John Quinn: Yes. HL7's official position is I do not think we have an
official position. We support NIST, we have worked closely with NIST.
NIST has been working with HL7 since the day the law was passed,
so I see all kinds of folks from NIST that I either meet with
between meetings, or I talk with and meet with at HL7 meetings.
A number of people in the industry I have worked with over the
years in other aspects have joined NIST to help them, and are
now present at these meetings. And they are there primarily to
learn, not to write the standards, but to figure out what is the
best way that NIST could organize them, the use of HL7, going
forward eventually to interoperability, specifications and
profiles to the group of agencies that are going to become
certifiers.
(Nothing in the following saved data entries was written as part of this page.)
//! The migration file model.
//!
//! A migration file is an ordered, versioned document describing the
//! delta from the previous known state of one model to the next. On
//! disk it lives at `root/<app>/<model>/NNNN_<slug>.mig`; `app_name`,
//! `model_name`, `order` and `name` are not part of the body and are
//! reconstructed from the path on read.

use std::fmt;
use std::str::FromStr;

use serde::{Deserialize, Serialize};
use thiserror::Error;

use crate::action::Action;
use crate::error::Error;
use crate::table::ModelTable;

/// The file suffix of migration files.
pub const MIGRATION_SUFFIX: &str = ".mig";

/// A reference to another migration file that must be applied first.
///
/// Serialized as `<app>:<model>:<file_name>`.
#[derive(Debug, Clone, PartialEq, Eq, Hash, Serialize, Deserialize)]
#[serde(try_from = "String", into = "String")]
pub struct Dependency {
    pub app: String,
    pub model: String,
    pub file: String,
}

impl Dependency {
    #[must_use]
    pub fn new(
        app: impl Into<String>,
        model: impl Into<String>,
        file: impl Into<String>,
    ) -> Self {
        Self {
            app: app.into(),
            model: model.into(),
            file: file.into(),
        }
    }
}

impl fmt::Display for Dependency {
    fn fmt(&self, f: &mut fmt::Formatter<'_>) -> fmt::Result {
        write!(f, "{}:{}:{}", self.app, self.model, self.file)
    }
}

/// The error returned when a dependency reference does not follow the
/// `app:model:file` form.
#[derive(Debug, Clone, Error)]
#[error("invalid dependency reference {0:?}, expected app:model:file")]
pub struct InvalidDependency(String);

impl FromStr for Dependency {
    type Err = InvalidDependency;

    fn from_str(s: &str) -> Result<Self, Self::Err> {
        let mut parts = s.splitn(3, ':');
        match (parts.next(), parts.next(), parts.next()) {
            (Some(app), Some(model), Some(file))
                if !app.is_empty() && !model.is_empty() && !file.is_empty() =>
            {
                Ok(Self::new(app, model, file))
            }
            _ => Err(InvalidDependency(s.to_string())),
        }
    }
}

impl TryFrom<String> for Dependency {
    type Error = InvalidDependency;

    fn try_from(value: String) -> Result<Self, Self::Error> {
        value.parse()
    }
}

impl From<Dependency> for String {
    fn from(value: Dependency) -> Self {
        value.to_string()
    }
}

/// A single migration file.
///
/// The persistent identity of a migration is
/// `(app_name, model_name, order, name)`; `table` is the target state
/// of the model after this file is applied.
#[derive(Debug, Clone, PartialEq)]
pub struct MigrationFile {
    pub app_name: String,
    pub model_name: String,
    pub name: String,
    pub order: u32,
    pub table: ModelTable,
    pub actions: Vec<Action>,
    pub dependencies: Vec<Dependency>,
}

impl MigrationFile {
    /// The file name this migration is stored under, e.g.
    /// `0001_create_table.mig`.
    #[must_use]
    pub fn file_name(&self) -> String {
        format!("{:04}_{}{MIGRATION_SUFFIX}", self.order, self.name)
    }

    /// The node key used by the dependency resolver, in the same
    /// `app:model:file` form as serialized dependencies.
    #[must_use]
    pub fn key(&self) -> String {
        format!("{}:{}:{}", self.app_name, self.model_name, self.file_name())
    }

    /// Parses `order` and `name` out of a `NNNN_slug.mig` basename.
    pub(crate) fn parse_file_name(file_name: &str) -> Result<(u32, String), Error> {
        let invalid = || Error::InvalidFilename {
            name: file_name.to_string(),
        };

        let stem = file_name.strip_suffix(MIGRATION_SUFFIX).ok_or_else(invalid)?;
        let (order, name) = stem.split_once('_').ok_or_else(invalid)?;
        if order.is_empty() || !order.bytes().all(|b| b.is_ascii_digit()) {
            return Err(invalid());
        }
        if name.is_empty() || name.contains('.') {
            return Err(invalid());
        }
        let order: u32 = order.parse().map_err(|_| invalid())?;
        Ok((order, name.to_string()))
    }
}

/// Derives the migration file slug from its action list.
#[must_use]
pub(crate) fn slug(actions: &[Action], table_name: &str) -> String {
    let Some(first) = actions.first() else {
        return "auto_generated".to_string();
    };
    let mut slug = first.slug(table_name);
    if actions.len() > 1 {
        slug.push_str(&format!("_and_{}_more", actions.len() - 1));
    }
    slug
}

#[cfg(test)]
mod tests {
    use super::*;
    use crate::action::Changed;
    use crate::table::{Column, FieldKind};

    #[test]
    fn dependency_round_trips_as_string() {
        let dep = Dependency::new("test_sql", "User", "0001_create_table.mig");
        assert_eq!(dep.to_string(), "test_sql:User:0001_create_table.mig");
        assert_eq!(
            "test_sql:User:0001_create_table.mig"
                .parse::<Dependency>()
                .unwrap(),
            dep
        );
        assert!("not-a-dependency".parse::<Dependency>().is_err());
        assert!("a:b:".parse::<Dependency>().is_err());
    }

    #[test]
    fn file_names_are_zero_padded() {
        let migration = MigrationFile {
            app_name: "test_sql".to_string(),
            model_name: "User".to_string(),
            name: "create_table".to_string(),
            order: 1,
            table: ModelTable::new("users", "test_sql.User"),
            actions: Vec::new(),
            dependencies: Vec::new(),
        };
        assert_eq!(migration.file_name(), "0001_create_table.mig");
        assert_eq!(migration.key(), "test_sql:User:0001_create_table.mig");
    }

    #[test]
    fn parse_file_name_accepts_the_grammar() {
        assert_eq!(
            MigrationFile::parse_file_name("0001_create_table.mig").unwrap(),
            (1, "create_table".to_string())
        );
        assert_eq!(
            MigrationFile::parse_file_name("12_add_field_age.mig").unwrap(),
            (12, "add_field_age".to_string())
        );
    }

    #[test]
    fn parse_file_name_rejects_everything_else() {
        for name in [
            "create_table.mig",
            "0001.mig",
            "0001_.mig",
            "_x.mig",
            "0001_create.table.mig",
            "0001_create_table",
            "0001_create_table.sql",
            "x001_create_table.mig",
        ] {
            assert!(
                MigrationFile::parse_file_name(name).is_err(),
                "expected {name:?} to be rejected"
            );
        }
    }

    #[test]
    fn slug_describes_the_first_action() {
        assert_eq!(slug(&[], "users"), "auto_generated");

        let add_first = Action::AddField {
            field: Changed::added(Column::new("first_name", FieldKind::String)),
        };
        let add_last = Action::AddField {
            field: Changed::added(Column::new("last_name", FieldKind::String)),
        };
        assert_eq!(
            slug(&[add_first.clone()], "users"),
            "add_field_first_name"
        );
        assert_eq!(
            slug(&[add_first, add_last], "users"),
            "add_field_first_name_and_1_more"
        );
    }
}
I have listened to and I have seen a couple of
presentations from ONC about what they have done
with NIST, certifying, and certifying certifiers, and so on and
so forth. Those all make sense to me.

The more the merrier? When you really get right down to it, an
awful lot of certification is going to have to happen. That is
fine. Automation of certification, in some way? Absolutely,
where it makes sense to do it. Do not create a process where a
vendor has to come in, set up a system, and spend a week with a
team of people to demonstrate that they have met certification,
because what is that going to do? That is going to jack the
price of the systems up, there is almost no other alternative
because of the expense. It is also going to create an
environment; it would create an environment where the small EMR
entrepreneur or lender could not survive. Clearly, that was part
of the intentions, both in . . . I read that, to a certain
extent in the law, it was hard to understand the law and
certification when you looked at it from the current
environment, which was CCHIT alone. When you sat through some
of the Policy and the Standards Advisory Committee meetings,
listening online, or being in person, it became pretty obvious
that Dr. Blumenthal's intention and John Blasco's, as well, was
at the time, was to come up with a way where we are going to
end up with multiple certifiers so that we can bring the price
down. We need to do certification, but in the UK they do
certification and it is largely automated, and I am familiar
with that. Again, we are not at the cutting edge of some of this
stuff; there are lots of folks that have gone and taken this
path and we can learn a lot from them, but it would certainly
help the industry as a whole. This is a very expensive endeavor -
time, effort, and money - and it is important that we not create
artificial barriers, so I think a lot of suppliers is fine.

I think from HL7's perspective, it is all about NIST. The
certifiers could certainly work with HL7, that is not a problem,
like CCHIT in the past, but the reality is, is that congress has
given that role to NIST. NIST obviously needs to cooperate with
ONC to make that happen, which apparently they have, certainly
from conversations I have heard from both sides, that seems to
be happening a lot, so that is good, too.